On est pas loin du coup de génie avec cet hommage au cinéma de John Carpenter mais qui réussit à transcender toutes ses influences pour aboutir à un vrai film d’horreur, premier degré et jamais cynique, ne prenant jamais le genre de haut et proposant des personnages instantanément attachants. De vrais adolescents, ni trop sûrs d’eux ni trop stupides et liés par une amitié tangible qui sonne juste dès le début du film. Odyssée symbolique et métaphorique sur le passage à l’âge adulte, le film est absolument renversant d’un point de vue technique, proposant de sublimes plans-séquences et une musique hypnotique de Disasterpeace. Il sera difficile de faire mieux durant ces huit jours de festival même si on espère être encore agréablement surpris.
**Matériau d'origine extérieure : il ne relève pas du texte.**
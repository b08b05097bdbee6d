#![allow(dead_code)]

use std::env;
use std::fmt;
use std::path::Path;

use eyre::{eyre, Result, WrapErr};
use serde::Deserialize;

#[derive(Clone, Deserialize)]
pub struct Config {
    pub identity: IdentityConfig,
    pub relay: RelayConfig,
    pub database: DatabaseConfig,
    pub wallet: WalletConfig,
    pub availability: AvailabilityConfig,
    pub server: ServerConfig,
}

impl fmt::Debug for Config {
    fn fmt(&self, f: &mut fmt::Formatter<'_>) -> fmt::Result {
        f.debug_struct("Config")
            .field("identity", &self.identity)
            .field("relay", &self.relay)
            .field("database", &self.database)
            .field("wallet", &self.wallet)
            .field("availability", &self.availability)
            .field("server", &self.server)
            .finish()
    }
}

#[derive(Clone, Deserialize)]
pub struct IdentityConfig {
    pub secret_key_hex: String,
}

impl fmt::Debug for IdentityConfig {
    fn fmt(&self, f: &mut fmt::Formatter<'_>) -> fmt::Result {
        f.debug_struct("IdentityConfig")
            .field("secret_key_hex", &"<redacted>")
            .finish()
    }
}

#[derive(Debug, Clone, Deserialize)]
pub struct RelayConfig {
    pub urls: Vec<String>,
}

#[derive(Clone, Deserialize)]
pub struct DatabaseConfig {
    pub url: String,
}

impl fmt::Debug for DatabaseConfig {
    fn fmt(&self, f: &mut fmt::Formatter<'_>) -> fmt::Result {
        f.debug_struct("DatabaseConfig")
            .field("url", &"<redacted>")
            .finish()
    }
}

#[derive(Debug, Clone, Deserialize)]
pub struct WalletConfig {
    pub wallet_db_path: String,
    pub default_mint_url: String,
}

#[derive(Debug, Clone, Deserialize)]
pub struct AvailabilityConfig {
    #[serde(default = "default_geohash_precision")]
    pub geohash_precision: usize,
    /// Set when the driver only serves RoadFlare (no geohash, no continuous
    /// heartbeat) rides.
    #[serde(default)]
    pub roadflare_only: bool,
}

#[derive(Debug, Clone, Deserialize)]
pub struct ServerConfig {
    #[serde(default = "default_bind_addr")]
    pub bind_addr: String,
}

fn default_geohash_precision() -> usize {
    7
}

fn default_bind_addr() -> String {
    "0.0.0.0:8081".to_string()
}

impl Config {
    pub fn load() -> Result<Self> {
        Self::load_from_file(".env")
    }

    pub fn load_from_file(path: &str) -> Result<Self> {
        if Path::new(path).exists() {
            dotenvy::from_filename(path)
                .wrap_err_with(|| format!("failed to load .env file from {path}"))?;
        }
        Self::load_from_env()
    }

    fn load_from_env() -> Result<Self> {
        let identity = IdentityConfig {
            secret_key_hex: env::var("DRIVER_SECRET_KEY")
                .map_err(|_| eyre!("DRIVER_SECRET_KEY environment variable is required"))?,
        };

        let relay_urls_raw = env::var("RELAY_URLS")
            .map_err(|_| eyre!("RELAY_URLS environment variable is required (comma-separated)"))?;
        let urls: Vec<String> = relay_urls_raw
            .split(',')
            .map(|s| s.trim().to_string())
            .filter(|s| !s.is_empty())
            .collect();
        if urls.is_empty() {
            return Err(eyre!("RELAY_URLS cannot be empty"));
        }

        let database = DatabaseConfig {
            url: env::var("DATABASE_URL").unwrap_or_else(|_| "sqlite://driver.db".to_string()),
        };

        let wallet = WalletConfig {
            wallet_db_path: env::var("WALLET_DB_PATH").unwrap_or_else(|_| "driver_wallet.sqlite".to_string()),
            default_mint_url: env::var("DEFAULT_MINT_URL")
                .map_err(|_| eyre!("DEFAULT_MINT_URL environment variable is required"))?,
        };

        let availability = AvailabilityConfig {
            geohash_precision: env::var("GEOHASH_PRECISION")
                .ok()
                .and_then(|v| v.parse().ok())
                .unwrap_or_else(default_geohash_precision),
            roadflare_only: env::var("ROADFLARE_ONLY")
                .ok()
                .and_then(|v| v.parse().ok())
                .unwrap_or(false),
        };

        let server = ServerConfig {
            bind_addr: env::var("BIND_ADDR").unwrap_or_else(|_| default_bind_addr()),
        };

        let config = Config {
            identity,
            relay: RelayConfig { urls },
            database,
            wallet,
            availability,
            server,
        };

        config.validate()?;
        Ok(config)
    }

    fn validate(&self) -> Result<()> {
        if self.identity.secret_key_hex.len() != 64 || hex::decode(&self.identity.secret_key_hex).is_err() {
            return Err(eyre!("DRIVER_SECRET_KEY must be 64 hex chars (32 bytes)"));
        }
        if self.relay.urls.iter().any(|u| !u.starts_with("ws://") && !u.starts_with("wss://")) {
            return Err(eyre!("every RELAY_URLS entry must start with ws:// or wss://"));
        }
        if self.wallet.default_mint_url.is_empty() {
            return Err(eyre!("DEFAULT_MINT_URL cannot be empty"));
        }
        Ok(())
    }
}

#[cfg(test)]
mod tests {
    use super::*;

    fn valid_config() -> Config {
        Config {
            identity: IdentityConfig {
                secret_key_hex: "22".repeat(32),
            },
            relay: RelayConfig {
                urls: vec!["wss://relay.example.com".to_string()],
            },
            database: DatabaseConfig {
                url: "sqlite://driver.db".to_string(),
            },
            wallet: WalletConfig {
                wallet_db_path: "driver_wallet.sqlite".to_string(),
                default_mint_url: "https://mint.example.com".to_string(),
            },
            availability: AvailabilityConfig {
                geohash_precision: 7,
                roadflare_only: false,
            },
            server: ServerConfig {
                bind_addr: "0.0.0.0:8081".to_string(),
            },
        }
    }

    #[test]
    fn valid_config_passes() {
        assert!(valid_config().validate().is_ok());
    }

    #[test]
    fn rejects_bad_secret_key() {
        let mut config = valid_config();
        config.identity.secret_key_hex = "zz".to_string();
        assert!(config.validate().is_err());
    }

    #[test]
    fn rejects_http_relay_url() {
        let mut config = valid_config();
        config.relay.urls = vec!["http://relay.example.com".to_string()];
        assert!(config.validate().is_err());
    }
}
La soirée se terminait sur le très bon « Late Phases » d’Adrian Garcia Bogliano, film de lycanthropes dans un village aménagé pour les personnes âgées. Si l’on excepte quelques maquillages de loups-garous cheap qui auraient mérité d’être plus suggérés, le destin de ce vétéran de l’armée américaine aveugle (joué par l’excellent Larry Fessenden) est passionnant et touchant, notamment à travers la relation qu’il entretient avec son fils, extrêmement bien écrite.
Belle manière pour conclure cette deuxième journée, et bilan positif pour ce début de festival. Sur ce, c’est vers le bar que la soirée continue, et on vous donne rendez-vous dans deux jours pour la suite de ce compte-rendu !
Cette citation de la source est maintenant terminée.